Outlook for March 2015



FIXED INCOME


Review :


The new Government presented its first full year budget on February 28 amidst lot of expectations from the market and against the backdrop of a nascent recovery in the economy. As expected, the FY15/16 budget maintained the government’s ongoing push toward supply side reforms, a business friendly tax environment, and infrastructure spending boost, while slightly relaxing the deficit reduction plan. On the revenue side, the key announcement was a phased cut in corporate income tax from 30% to 25%. Support for manufacturing was demonstrated through a 25% to 10% cut in royalty and fees for technical services. The General Anti Avoidance Rule (GAAR), was deferred by two more years. Wealth tax was replaced with an additional 2% surcharge on high income individuals. Excise tax and service tax rates on some items were raised, with the expectation that these measures would bring in an additional 0.3% of GDP worth of revenues. On the spending side, subsidy reduction is seen to continue on the back of lower oil prices and changes in pricing and transfer policy. On structural reforms, we welcome provisions to move toward a bankruptcy court, an independent debt management unit, a monetary policy committee for the RBI to deal with a formally mandated inflation target, and incentives for reducing black money in the economy. Overall, the budget was welcomed by the market owing to some realistic assumptions. Index of Industrial Production (IIP) for the month of December 2014 was seen at 1.7% as compared to 3.8% in November 2014. Consumer Price Index (CPI) and Wholesale Price Index (WPI) were seen at 5.11% and -0.39% respectively for the month of January 2015. Indian Rupee remained range bound during the month to close at 61.84 against the dollar as on 27 February 2015.


Outlook:


We remain constructive on bonds and expect bond markets to react positively to the budget. Even though the government announced a higher than expected fiscal deficit target of 3.9% (as against expectation of 3.6%), the gross borrowing figures at `6 trillion were better than market expectations. We believe RBI will reduce interest rates by further 0.75% by December 2015. Inflationary concerns are expected to remain subdued with anaemic domestic growth and soft crude prices. Supply demand dynamics will also help the government securities market as there are no scheduled auctions of government securities will get over in February and there is supply till the start of the next financial year. These factors will keep market sentiment positive. However, geopolitical developments will remain a cause of concern.


EQUITY


Review:


Nifty gained 1% in the month of February (FYTD Nifty gained ~33%). FIIs remained net buyers of Indian equities worth US$ 1.4 bn and DIIs turned net buyers of equities in the tune of US$ 0.3 bn after being sellers in the previous month. (FYTD FIIs bought US$ 16 bn and DIIs sold US$ ~4 bn). The market sentiments remained subdued during the month due domestic and global factors, such as: surge in bad debt provisions by few domestic banks, disappointing Q3 FY15 earnings, rising global oil prices (MoM Brent gained ~18%), uncertainties surrounding the outcome of the Union Budget along with concerns of Greek exiting Eurozone. The Union Budget FY 16 presented by the government focused on enhancing growth by accelerating higher infrastructure spends while maintaining fiscal prudence. The FM also provided the roadmap for fiscal consolidation and GST implementation along with announcements on revision of corporate tax rate which cheered the market sentiments. The following sectors outperformed the index: Cement, Real Estate and Finance as against sectors such as Oil & Gas, Telecoms and Media which were laggards for the three month period ending February 2015.


Outlook:


Short term-Neutral; Long term-Positive
In the short term we expect the markets to be range bound on concerns surrounding the implementation of reforms agenda, supply of paper (primarily GoI’s divestment program) and global risk sentiments. Nifty valuations at 17.5x one-year rolling forward earnings remains higher than long term average of 14.5x. However we believe that the robust combination of benign global commodity prices, improving domestic GDP growth, falling interest rates and falling corporate taxes along with stable currency would result in corporate earnings compounding at double digit, followed by similar returns from equities over the long term.

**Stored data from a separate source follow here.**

//! Core data model: peers, network configuration, and network state.

use std::collections::{BTreeMap, HashMap};
use std::fmt;
use std::str::FromStr;

use chrono::{DateTime, Utc};
use ipnet::IpNet;
use serde::{Deserialize, Deserializer, Serialize, Serializer};

use crate::error::NmError;

/// A peer seeking or holding access to a network.
#[derive(Debug, Clone, PartialEq, Eq, Serialize, Deserialize)]
pub struct Peer {
    /// The peer's public key. Case-sensitive and unique per peer set.
    pub pub_key: String,
    /// Addresses assigned by the network's allocators.
    #[serde(default)]
    pub addresses: Vec<IpNet>,
    /// Free-form descriptive metadata.
    #[serde(default)]
    pub info: BTreeMap<String, String>,
}

impl Peer {
    /// Creates a peer with the given public key.
    #[must_use]
    pub fn new(pub_key: impl Into<String>) -> Self {
        Self {
            pub_key: pub_key.into(),
            addresses: Vec::new(),
            info: BTreeMap::new(),
        }
    }

    /// Adds a metadata entry.
    #[must_use]
    pub fn with_info(mut self, key: impl Into<String>, value: impl Into<String>) -> Self {
        self.info.insert(key.into(), value.into());
        self
    }

    /// Adds an assigned address.
    #[must_use]
    pub fn with_address(mut self, address: IpNet) -> Self {
        self.addresses.push(address);
        self
    }

    /// Checks that the key and metadata are single-line text.
    ///
    /// # Errors
    ///
    /// Returns [`NmError::InvalidPeer`] for an empty key, a key containing
    /// whitespace or control characters, or metadata containing control
    /// characters.
    pub fn validate(&self) -> crate::error::Result<()> {
        if self.pub_key.is_empty() {
            return Err(NmError::InvalidPeer("public key is empty".to_string()));
        }
        if self
            .pub_key
            .chars()
            .any(|c| c.is_whitespace() || c.is_control())
        {
            return Err(NmError::InvalidPeer(
                "public key contains whitespace or control characters".to_string(),
            ));
        }
        for (key, value) in &self.info {
            if key.is_empty() || key.chars().chain(value.chars()).any(char::is_control) {
                return Err(NmError::InvalidPeer(format!(
                    "metadata entry '{}' is empty or contains control characters",
                    key.escape_debug()
                )));
            }
        }
        Ok(())
    }
}

/// Policy for approval and activation transitions.
#[derive(Debug, Clone, Copy, PartialEq, Eq, Hash, Default)]
pub enum Mode {
    /// Transition happens immediately.
    Auto,
    /// Transition waits for an explicit request.
    #[default]
    Manual,
}

impl Mode {
    /// Returns true for [`Mode::Auto`].
    #[must_use]
    pub fn is_auto(self) -> bool {
        self == Self::Auto
    }
}

impl fmt::Display for Mode {
    fn fmt(&self, f: &mut fmt::Formatter<'_>) -> fmt::Result {
        match self {
            Self::Auto => write!(f, "auto"),
            Self::Manual => write!(f, "manual"),
        }
    }
}

impl FromStr for Mode {
    type Err = NmError;

    fn from_str(s: &str) -> Result<Self, Self::Err> {
        match s.to_ascii_lowercase().as_str() {
            "auto" => Ok(Self::Auto),
            "manual" => Ok(Self::Manual),
            other => Err(NmError::Config(format!("unknown mode '{other}'"))),
        }
    }
}

impl Serialize for Mode {
    fn serialize<S: Serializer>(&self, serializer: S) -> Result<S::Ok, S::Error> {
        serializer.collect_str(self)
    }
}

impl<'de> Deserialize<'de> for Mode {
    fn deserialize<D: Deserializer<'de>>(deserializer: D) -> Result<Self, D::Error> {
        let raw = String::deserialize(deserializer)?;
        raw.parse().map_err(serde::de::Error::custom)
    }
}

/// Static configuration for one network, loaded once at startup.
#[derive(Debug, Clone, PartialEq, Eq, Serialize, Deserialize)]
pub struct NetConfig {
    /// Globally unique network identifier (also the interface name).
    pub id: String,
    /// Human-readable name.
    pub name: String,
    /// Whether registered peers are approved automatically.
    #[serde(default)]
    pub approve_mode: Mode,
    /// Whether approved peers are activated automatically.
    #[serde(default)]
    pub activate_mode: Mode,
    /// Lifetime of an approval in seconds; zero never expires.
    #[serde(default)]
    pub approve_expiry_secs: u64,
    /// Lifetime of an activation in seconds; zero never expires.
    #[serde(default)]
    pub activate_expiry_secs: u64,
    /// Hooks run, in order, against every registration.
    #[serde(default)]
    pub pre_approve_hooks: Vec<String>,
    /// Address allocators that assign addresses to approved peers.
    #[serde(default)]
    pub addressers: Vec<String>,
}

impl NetConfig {
    /// Creates a network config with manual modes and no expiry.
    #[must_use]
    pub fn new(id: impl Into<String>, name: impl Into<String>) -> Self {
        Self {
            id: id.into(),
            name: name.into(),
            approve_mode: Mode::Manual,
            activate_mode: Mode::Manual,
            approve_expiry_secs: 0,
            activate_expiry_secs: 0,
            pre_approve_hooks: Vec::new(),
            addressers: Vec::new(),
        }
    }

    /// Sets the approval mode.
    #[must_use]
    pub fn with_approve_mode(mut self, mode: Mode) -> Self {
        self.approve_mode = mode;
        self
    }

    /// Sets the activation mode.
    #[must_use]
    pub fn with_activate_mode(mut self, mode: Mode) -> Self {
        self.activate_mode = mode;
        self
    }

    /// Sets the approval expiry in seconds.
    #[must_use]
    pub fn with_approve_expiry_secs(mut self, secs: u64) -> Self {
        self.approve_expiry_secs = secs;
        self
    }

    /// Sets the activation expiry in seconds.
    #[must_use]
    pub fn with_activate_expiry_secs(mut self, secs: u64) -> Self {
        self.activate_expiry_secs = secs;
        self
    }

    /// Appends a pre-approval hook.
    #[must_use]
    pub fn with_hook(mut self, hook: impl Into<String>) -> Self {
        self.pre_approve_hooks.push(hook.into());
        self
    }

    /// Appends a required address allocator.
    #[must_use]
    pub fn with_addresser(mut self, addresser: impl Into<String>) -> Self {
        self.addressers.push(addresser.into());
        self
    }

    /// Approval lifetime, or `None` if approvals never expire.
    ///
    /// # Errors
    ///
    /// Returns [`NmError::Config`] if the lifetime exceeds [`MAX_EXPIRY_SECS`].
    pub fn approve_expiry(&self) -> crate::error::Result<Option<chrono::Duration>> {
        secs_to_duration("approve_expiry_secs", self.approve_expiry_secs)
    }

    /// Activation lifetime, or `None` if activations never expire.
    ///
    /// # Errors
    ///
    /// Returns [`NmError::Config`] if the lifetime exceeds [`MAX_EXPIRY_SECS`].
    pub fn activate_expiry(&self) -> crate::error::Result<Option<chrono::Duration>> {
        secs_to_duration("activate_expiry_secs", self.activate_expiry_secs)
    }

    /// Whether this network needs the expiration sweep at all.
    #[must_use]
    pub fn uses_expiry(&self) -> bool {
        self.approve_expiry_secs != 0 || self.activate_expiry_secs != 0
    }
}

/// Whether a network ID can name a file inside a directory: non-empty, not
/// hidden, and free of path separators and control characters.
pub(crate) fn is_file_safe(network_id: &str) -> bool {
    !network_id.is_empty()
        && !network_id.starts_with('.')
        && !network_id.contains(['/', '\\'])
        && !network_id.chars().any(char::is_control)
}

/// Longest approval or activation lifetime accepted, one hundred years.
pub const MAX_EXPIRY_SECS: u64 = 100 * 365 * 24 * 60 * 60;

fn secs_to_duration(field: &str, secs: u64) -> crate::error::Result<Option<chrono::Duration>> {
    if secs == 0 {
        return Ok(None);
    }
    if secs > MAX_EXPIRY_SECS {
        return Err(NmError::Config(format!(
            "{field} must be at most {MAX_EXPIRY_SECS}, got {secs}"
        )));
    }
    i64::try_from(secs)
        .ok()
        .and_then(chrono::Duration::try_seconds)
        .map(Some)
        .ok_or_else(|| NmError::Config(format!("{field} is out of range: {secs}")))
}

/// Mutable, persisted state of one network.
///
/// A key may sit in more than one peer set at once: an active peer is
/// also approved.
#[derive(Debug, Clone, Default, PartialEq, Eq, Serialize, Deserialize)]
pub struct NetState {
    /// Registered peers awaiting approval.
    #[serde(default)]
    pub staged_peers: HashMap<String, Peer>,
    /// Approved peers, active or not.
    #[serde(default)]
    pub approved_peers: HashMap<String, Peer>,
    /// Peers currently applied to the interface.
    #[serde(default)]
    pub active_peers: HashMap<String, Peer>,
    /// When each approval becomes subject to expiry.
    #[serde(default)]
    pub approval_expirations: HashMap<String, DateTime<Utc>>,
    /// When each activation becomes subject to expiry.
    #[serde(default)]
    pub activation_expirations: HashMap<String, DateTime<Utc>>,
}

impl NetState {
    /// Creates an empty state.
    #[must_use]
    pub fn new() -> Self {
        Self::default()
    }

    /// Returns the active peers sorted by public key.
    #[must_use]
    pub fn sorted_active_peers(&self) -> Vec<&Peer> {
        let mut peers: Vec<&Peer> = self.active_peers.values().collect();
        peers.sort_by(|a, b| a.pub_key.cmp(&b.pub_key));
        peers
    }
}

#[cfg(test)]
mod tests {
    use super::*;
    use test_case::test_case;

    #[test_case("auto", Mode::Auto ; "lowercase auto")]
    #[test_case("AUTO", Mode::Auto ; "uppercase auto")]
    #[test_case("Manual", Mode::Manual ; "mixed case manual")]
    fn test_mode_parse(raw: &str, expected: Mode) {
        assert_eq!(raw.parse::<Mode>().expect("parse"), expected);
    }

    #[test]
    fn test_mode_parse_rejects_unknown() {
        assert!("sometimes".parse::<Mode>().is_err());
    }

    #[test]
    fn test_mode_serde() {
        let json = serde_json::to_string(&Mode::Auto).expect("serialize");
        assert_eq!(json, "\"auto\"");
        let mode: Mode = serde_json::from_str("\"MANUAL\"").expect("deserialize");
        assert_eq!(mode, Mode::Manual);
    }

    #[test]
    fn test_net_config_defaults_from_json() {
        let config: NetConfig =
            serde_json::from_str(r#"{"id": "wg0", "name": "office"}"#).expect("parse");
        assert_eq!(config.approve_mode, Mode::Manual);
        assert_eq!(config.activate_mode, Mode::Manual);
        assert_eq!(config.approve_expiry().expect("in range"), None);
        assert_eq!(config.activate_expiry().expect("in range"), None);
        assert!(!config.uses_expiry());
    }

    #[test]
    fn test_net_config_expiry() {
        let config = NetConfig::new("wg0", "office").with_activate_expiry_secs(60);
        assert!(config.uses_expiry());
        assert_eq!(
            config.activate_expiry().expect("in range"),
            Some(chrono::Duration::seconds(60))
        );
    }

    #[test_case(MAX_EXPIRY_SECS + 1 ; "just past the limit")]
    #[test_case(10_000_000_000_000 ; "past the calendar")]
    #[test_case(u64::MAX ; "u64 max")]
    fn test_net_config_expiry_out_of_range(secs: u64) {
        let config = NetConfig::new("wg0", "office")
            .with_approve_expiry_secs(secs)
            .with_activate_expiry_secs(secs);
        assert!(matches!(config.approve_expiry(), Err(NmError::Config(_))));
        assert!(matches!(config.activate_expiry(), Err(NmError::Config(_))));
    }

    #[test]
    fn test_peer_validate() {
        Peer::new("pk1").with_info("owner", "alice bob").validate().expect("valid");

        let injected = Peer::new("good=").with_info(
            "owner",
            "x\n\n[Peer]\nPublicKey = EVIL=\nAllowedIPs = 0.0.0.0/0",
        );
        assert!(matches!(injected.validate(), Err(NmError::InvalidPeer(_))));

        for key in ["", "pk 1", "pk1\r", "pk1\n[Peer]"] {
            assert!(Peer::new(key).validate().is_err(), "key {key:?}");
        }
        assert!(Peer::new("pk1").with_info("a\nb", "v").validate().is_err());
        assert!(Peer::new("pk1").with_info("", "v").validate().is_err());
    }

    #[test]
    fn test_sorted_active_peers() {
        let mut state = NetState::new();
        for key in ["c", "a", "b"] {
            state.active_peers.insert(key.to_string(), Peer::new(key));
        }
        let keys: Vec<&str> = state
            .sorted_active_peers()
            .iter()
            .map(|p| p.pub_key.as_str())
            .collect();
        assert_eq!(keys, vec!["a", "b", "c"]);
    }
}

INVESTMENT RISK CONTROL FRAMEWORK


The Company recognises that risk is an integral element of investment management and managed acceptance of risk is essential for the generation of value. The Company’s acceptance of risk is dependent on the return on risk-adjusted capital and consistency with its strategic objectives. The Company will endeavor to reduce risks to the extent it is optimal to do so. In general therefore, the Company’s control procedures and systems are designed to manage risk, rather than eliminate it.

To manage the risk effectively, the Company has a three tiered investment structure with varying levels of decision making, which comprises the Board Investment Committee, Executive Investment Committee and the Investment team.

The Board Investment Committee recommends and reviews investment policy and changes thereto, reviews investments and oversees the risk management framework for the investments. The Executive Investment Committee is responsible for building investment strategy, monitoring investment decisions and returns, providing support on regulatory and tax issues and it also approves delegation of authority to the Dealers. The Investment team is responsible for market tracking, investment decisions, investment compliance, monitoring and reporting of risk.

The Company has strong governance framework encompassing segregation of duties and adequate firewalling between Investment and other roles. The Company has code of conduct to prevent insider trading. System used for investment management is seamlessly integrated within and with its peripheral systems with adequate system as well as manual controls. The activities and systems of the Investment team are subject to concurrent audit.

The Company uses advanced risk identification, measurement and management tools to ensure that risk exposure is within the Board approved risk policy.